Me dieron el dato unos cirujas que sostienen su dignidad de hambre juntando valentías por las calles en todas las horas y formatos. Según ellos era una compraventa de los arrabales. Fui. Pregunté. “Creo que está por allí”, me dijeron. Estaba.
Me acerqué despacito y la miré con una suavidad extrema. No quería lastimarla con mi ansiedad. Agrietada, con poco marrón, con nada de brillo. Con mil cuentos adentro, en el paso incesante de miles de pibes y pibas que la empujaron por algunos años.
Había escuchado versiones. Todas diferentes, ninguna clara, pocas precisas. Había estado en uso desde el setenta al setenta y siete, cuando la novedad del túnel la hizo descarte.
Pedí permiso al vendedor para tocarla. No puso objeciones; no sabía que yo la abriría porque algo me llevaba a hacerlo. Tuve suerte, apenas empujé la parte de la derecha comenzaron a encenderse las luces. Estaba de viaje en el más lindo de los pasados de varias generaciones.
De pronto, por la magia de lo que había accionado, estaba habilitando la vida esa que todos extrañamos. Sentí detrás de mí a uno de los Sassia llevando el pedido (¿era Mario o Roly?), hice el primer paso, la chica del guardarropa me recibió el gabán y lo colgó mientras me daba un numero para retirarlo. Era el 356.
Acomodé los bolsillos de mi “Levis” con el papelito junto al Documento, y la entrada que había comprado el viernes. Una oleada de humo se hizo cuerpo y aroma mezclado con mi perfume; aquí, mi “Crandall” perdía, pero era mejor que el “Valet”. Llegaba la voz de Pagliaro con “todos los barcos, todos los pájaros”. Raro para la hora.
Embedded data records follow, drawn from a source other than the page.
//! Folder resource.

use fir_core::entities::Folder;
use fir_core::hierarchy::Crumb;
use fir_core::requests::{FolderUpdate, NewFolder};

use crate::{ApiClient, Query, error::ApiError, segment};

pub(crate) fn folders_path(parent_id: Option<&str>) -> String {
    Query::new().opt("parentId", parent_id).apply("/folders")
}

impl ApiClient {
    /// List folders, optionally only the children of `parent_id`.
    ///
    /// # Errors
    ///
    /// Returns [`ApiError`] if the request fails or the response cannot be parsed.
    pub async fn list_folders(&self, parent_id: Option<&str>) -> Result<Vec<Folder>, ApiError> {
        self.get(&folders_path(parent_id)).await
    }

    /// # Errors
    ///
    /// Returns [`ApiError::Api`] with status 404 when the folder does not exist.
    pub async fn get_folder(&self, id: &str) -> Result<Folder, ApiError> {
        self.get(&format!("/folders/{}", segment(id))).await
    }

    /// # Errors
    ///
    /// Returns [`ApiError`] if the server rejects the folder.
    pub async fn create_folder(&self, folder: &NewFolder) -> Result<Folder, ApiError> {
        self.post("/folders", folder).await
    }

    /// # Errors
    ///
    /// Returns [`ApiError`] if the server rejects the update.
    pub async fn update_folder(&self, id: &str, update: &FolderUpdate) -> Result<Folder, ApiError> {
        self.put(&format!("/folders/{}", segment(id)), update).await
    }

    /// Delete a folder. The server's acknowledgement body is returned as-is.
    ///
    /// # Errors
    ///
    /// Returns [`ApiError`] if the server rejects the deletion.
    pub async fn delete_folder(&self, id: &str) -> Result<serde_json::Value, ApiError> {
        self.delete(&format!("/folders/{}", segment(id))).await
    }

    /// Breadcrumb path from the root to `folder_id`, built from the full folder list.
    ///
    /// # Errors
    ///
    /// Returns [`ApiError`] if the folder list cannot be fetched and
    /// [`ApiError::Core`] if the folder data contains a cycle.
    pub async fn folder_path(&self, folder_id: Option<&str>) -> Result<Vec<Crumb>, ApiError> {
        let folders = self.list_folders(None).await?;
        Ok(fir_core::hierarchy::resolve_path(folder_id, &folders)?)
    }
}

#[cfg(test)]
mod tests {
    use super::*;

    #[test]
    fn list_path_with_and_without_parent() {
        assert_eq!(folders_path(None), "/folders");
        assert_eq!(folders_path(Some("fld-1")), "/folders?parentId=fld-1");
    }

    #[test]
    fn parse_folder_list() {
        let json = r#"[
            {"id": "A", "name": "Pune", "parent_id": null, "created_at": "2025-10-01T10:00:00Z"},
            {"id": "B", "name": "Kothrud", "parent_id": "A", "created_at": "2025-10-02T10:00:00Z"}
        ]"#;
        let folders: Vec<Folder> = crate::http::decode_body("/api/folders", json).unwrap();
        assert_eq!(folders.len(), 2);
        assert_eq!(folders[1].parent_id.as_deref(), Some("A"));

        let path = fir_core::hierarchy::resolve_path(Some("B"), &folders).unwrap();
        let names: Vec<&str> = path.iter().map(|c| c.name.as_str()).collect();
        assert_eq!(names, vec!["Home", "Pune", "Kothrud"]);
    }
}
Los lentos venían después de las 8 en la “tertulia” que se iniciaba temprano. ¿Las 6? Ya no importa el detalle. El “Indio” Solari juntaba discos de vinilo desde el sitio del DJ (que antes se llamaba disc jockey) que estaba detrás de la barra. Más tarde le harían una especie de almena entre la pista “alta” y la “baja”. Mi madre querida, era feliz de nuevo.
Pero lo lindo dura poco, dicen por estos lares. De pronto, se oyó la música de SWAT, encendieron las luces y entraron los milicos a pedir documentos. Los menores de 16, a casa; los otros, tenían un poco más.
De la total felicidad pasé al ostracismo y era, de nuevo, un nostálgico parado frente a una puerta de madera que tenía escaso valor material pero escondía la entrada al mundo de los sueños deseados y de la eterna juventud.
Me fui. Dije que volvería, pero no lo hice. Preferí acudir al teatro de los sueños mismos. A las realidades hay que enfrentarlas con valentía.
Me consideré rebelde y declaré al lunes en domingo de tertulia. Busqué a las pibas del Misericordia (¿o del Comercial?) que vendía entradas, pasé por la esquina donde había estado “Los Vascos” e invité a unos de la Técnica que jugaban al vóley conmigo en el Balneario.
Pisé la entrada principal hice unos pasos y empujé la vaivén con presencia de guapo de barrio. Era primavera así que no había guardarropa; con la remera “Athleta” (comprada en Santiago Deportes en tres cuotas) y un jean “Kosak’s (de los “insólitos” de Lavalle Sport, ¿o era de Bab’s?), parecía Jim West buscando al enano Miguelito.
Adentro había mucha asistencia. Se me fue la mano con las invitaciones, me parece. No entraba tanta gente, aunque parecía que eran millones allí. La música estaba suave y podíamos hablar; había mucho amor y ganas, pedidos de “arreglo” (aceptados y rechazados) y las promesas se colgaban del techo.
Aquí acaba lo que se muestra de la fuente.